Oligarchs are known for their remarkable independence and wayward conduct. In normal conditions they are like cats, keeping to themselves. Moreover, they mark the boundaries of their respective habitats by means of financial-industrial groups. Woe unto a stray oligarch trying to trespass! However, in bad weather, biting frosts or economic crises oligarchs join in herds, pressing close, warming each other with their respective assets. The instinct of financial self-preservation is especially strong at such times.
Oligarchs are very humble. None will ever admit to his wealth, driven by modesty verging on shame.
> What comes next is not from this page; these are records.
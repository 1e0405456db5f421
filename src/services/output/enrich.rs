//! PrismCast enrichment: playlist pointing at PrismCast's HLS endpoints and
//! the channel registration file PrismCast imports.

use std::collections::HashSet;

use lazy_static::lazy_static;
use regex::Regex;
use serde::Serialize;
use thiserror::Error;

use crate::models::Channel;
use crate::services::output::m3u::{escape_title, push_attr};
use crate::services::session::browser::GUIDE_URL;

const PROFILE: &str = "directvStream";

lazy_static! {
    static ref NON_ALNUM: Regex = Regex::new(r"[^a-z0-9]+").unwrap();
}

#[derive(Debug, Clone, PartialEq, Eq)]
pub struct PrismcastTarget {
    pub host: String,
    pub port: u16,
}

impl PrismcastTarget {
    pub fn stream_url(&self, key: &str) -> String {
        format!("http://{}:{}/hls/{}/stream.m3u8", self.host, self.port, key)
    }
}

#[derive(Debug, Error)]
pub enum EnrichError {
    #[error("no channel produced a PrismCast key")]
    NoChannels,

    #[error("registration json: {0}")]
    Serialize(#[from] serde_json::Error),
}

/// Lowercase name with non-alphanumeric runs collapsed to `-`
pub fn channel_key(name: &str) -> String {
    let lower = name.trim().to_lowercase();
    NON_ALNUM.replace_all(&lower, "-").trim_matches('-').to_string()
}

#[derive(Debug, Serialize)]
#[serde(rename_all = "camelCase")]
struct Registration<'a> {
    id: &'a str,
    key: &'a str,
    number: Option<u32>,
    name: &'a str,
    url: &'a str,
    profile: &'a str,
    channel_selector: &'a str,
}

/// Render `(prismcast_enriched.m3u, prismcast_channels.json)`.
///
/// Channels whose name yields an empty key are skipped. Duplicate keys get
/// the ccid appended.
pub fn render_enriched(
    channels: &[Channel],
    target: &PrismcastTarget,
    group_title: &str,
) -> Result<(Vec<u8>, Vec<u8>), EnrichError> {
    let mut seen = HashSet::new();
    let mut keyed: Vec<(String, &Channel)> = Vec::with_capacity(channels.len());
    let mut skipped = 0usize;

    for channel in channels {
        let base = channel_key(&channel.name);
        if base.is_empty() {
            skipped += 1;
            continue;
        }
        let mut key = base.clone();
        if seen.contains(&key) {
            key = format!("{}-{}", base, channel.ccid);
            let mut n = 2;
            while seen.contains(&key) {
                key = format!("{}-{}-{}", base, channel.ccid, n);
                n += 1;
            }
        }
        seen.insert(key.clone());
        keyed.push((key, channel));
    }

    if skipped > 0 {
        tracing::warn!(skipped, "Channels without a usable PrismCast key skipped");
    }
    if keyed.is_empty() {
        return Err(EnrichError::NoChannels);
    }

    let mut m3u = String::with_capacity(64 + keyed.len() * 350);
    m3u.push_str("#EXTM3U\n");
    for (key, channel) in &keyed {
        let number = channel.number.map(|n| n.to_string()).unwrap_or_default();

        let mut attrs = Vec::with_capacity(7);
        push_attr(&mut attrs, "tvg-id", &channel.xmltv_id);
        push_attr(&mut attrs, "tvg-name", &channel.name);
        push_attr(&mut attrs, "channel-id", key);
        push_attr(&mut attrs, "group-title", group_title);
        push_attr(&mut attrs, "channel-number", &number);
        push_attr(&mut attrs, "tvg-chno", &number);
        push_attr(&mut attrs, "tvg-logo", &channel.logo);

        m3u.push_str("#EXTINF:-1 ");
        m3u.push_str(&attrs.join(" "));
        m3u.push(',');
        m3u.push_str(&escape_title(&channel.name));
        m3u.push('\n');
        m3u.push_str(&target.stream_url(key));
        m3u.push_str("\n\n");
    }

    let registrations: Vec<Registration> = keyed
        .iter()
        .map(|(key, c)| Registration {
            id: &c.id,
            key,
            number: c.number,
            name: &c.name,
            url: GUIDE_URL,
            profile: PROFILE,
            channel_selector: &c.id,
        })
        .collect();
    let mut json = serde_json::to_vec_pretty(&registrations)?;
    json.push(b'\n');

    Ok((m3u.into_bytes(), json))
}

#[cfg(test)]
mod tests {
    use super::*;
    use serde_json::Value;

    fn channel(id: &str, ccid: &str, name: &str, number: Option<u32>) -> Channel {
        Channel {
            id: id.to_string(),
            xmltv_id: format!("dtv-{}", id),
            ccid: ccid.to_string(),
            number,
            source_number: None,
            name: name.to_string(),
            call_sign: None,
            logo: String::new(),
            stream_url: "dtvnow://x".to_string(),
            deeplink: None,
            manifest_url: None,
            fallback_url: None,
            playable: false,
        }
    }

    fn target() -> PrismcastTarget {
        PrismcastTarget {
            host: "192.168.1.20".to_string(),
            port: 5589,
        }
    }

    #[test]
    fn test_channel_key() {
        assert_eq!(channel_key("ESPN 2 (HD)"), "espn-2-hd");
        assert_eq!(channel_key("  A&E  "), "a-e");
        assert_eq!(channel_key("---"), "");
    }

    #[test]
    fn test_duplicate_keys_get_ccid() {
        let channels = vec![
            channel("r1", "206", "ESPN", Some(206)),
            channel("r2", "207", "espn", None),
        ];
        let (m3u, json) = render_enriched(&channels, &target(), "DirecTV Stream").unwrap();
        let m3u = String::from_utf8(m3u).unwrap();

        assert!(m3u.contains("http://192.168.1.20:5589/hls/espn/stream.m3u8"));
        assert!(m3u.contains("http://192.168.1.20:5589/hls/espn-207/stream.m3u8"));
        assert!(m3u.contains(r#"channel-number="206" tvg-chno="206""#));

        let value: Value = serde_json::from_slice(&json).unwrap();
        let entries = value.as_array().unwrap();
        assert_eq!(entries.len(), 2);
        assert_eq!(entries[1]["key"], "espn-207");
        assert_eq!(entries[1]["channelSelector"], "r2");
        assert_eq!(entries[0]["profile"], "directvStream");
        assert_eq!(entries[0]["url"], GUIDE_URL);
        assert_eq!(entries[1]["number"], Value::Null);
    }

    #[test]
    fn test_skips_empty_keys_and_fails_when_nothing_left() {
        let channels = vec![channel("r1", "1", "***", None), channel("r2", "2", "Fox", None)];
        let (m3u, _) = render_enriched(&channels, &target(), "G").unwrap();
        let m3u = String::from_utf8(m3u).unwrap();
        assert_eq!(m3u.matches("#EXTINF").count(), 1);

        let none = render_enriched(&channels[..1], &target(), "G");
        assert!(matches!(none, Err(EnrichError::NoChannels)));
    }
}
All oligarchs, even when holding high government posts, live on miserable salaries, so they need no moonlighting like Gasprom stock, writing books, or unloading boxcars.
To assess their true worth, the Swiss city of Davos hosts a display of oligarchs once a year. Each and every oligarch, due to his inborn modesty, arrives on board his private jet. After paying a token admittance fee the Swiss man in the street can explore this exhibit and watch these remarkable representatives of economic fauna and political flora walking Davos streets without their usual retinue and bodyguards, playing an oligarchic folk game called Loan Me.
In the course of each such display every oligarch is required to show all his skills, ranging from champagne-drinking to snowmobile-driving.
The exhibit is summed up in Forbes Magazine.
Oligarchs are very fond of journalists, provided they are under control and be treated like pets. Journalists do not like oligarchs, but are willing to eat out of their hands (this author has not had the honor, but, judging from the rich forms of certain political observers, these handouts are quite generous).
Oligarchs hate wayward journalists so much that they sometimes order them hunted down. Well, no one loves unruly journalists.
There are many Jews among the oligarchs. Why? Why are there so many Blacks in the NBA, Russians in the NHL, or Yakuts in Yakutia? Let us suppose that this is that very “objective reality perceived by man using his senses.” (See Vladimir Lenin, Complete Collected Works (55 volumes, seek and ye shall find)).
Watch out for counterfeit oligarchs! Some smart operators will try to sell you “new Russians,” “new Ukrainians” or even “new Armenians.”
Oligarchs cherish some inexplicable affection for cultural figures, instituting sizable monetary prizes for them. Needless to say that cultural figures receiving such prizes reciprocate wholeheartedly. Those failing to receive such trophies attack them, using four-letter words and keeping paving stones in their breast pockets, remembering the effectiveness of this proletarian weapon.
Kind-hearted, cheerful, and wealthy oligarchs are an embellishment to any country. Hungary and the Czech Republic have carried out economic reforms, joined NATO, and received huge investments. But where are their oligarchs? I have a friend, Petro Volodymyrovych. I can always borrow 10 hryvnias from him until the next payday. Is he an oligarch? Of course he is. Or another one, Pavlo Ivanovych... It all depends on the scope of operation, but we need oligarchs of all kinds and hues.
It was probably to improve the local oligarch breed that the President invited Boris Abramovich Berezovsky to run the CIS oligarch preserve. This man is the most gifted and learned oligarch I have ever met, progressing from automobiles to television to a good piece of a whole country. I am sure that he will contribute much to oligarch breeding methods.
However, I am afraid that in the course of selection Petro Volodymyrovych and Pavlo Ivanovych will be eaten up. Who will I borrow 10 hryvnias from then?
P.S.: I ask my readers to please nominate me for the Literary Prize instituted by Boris Abramovich Berezovsky. Thank you.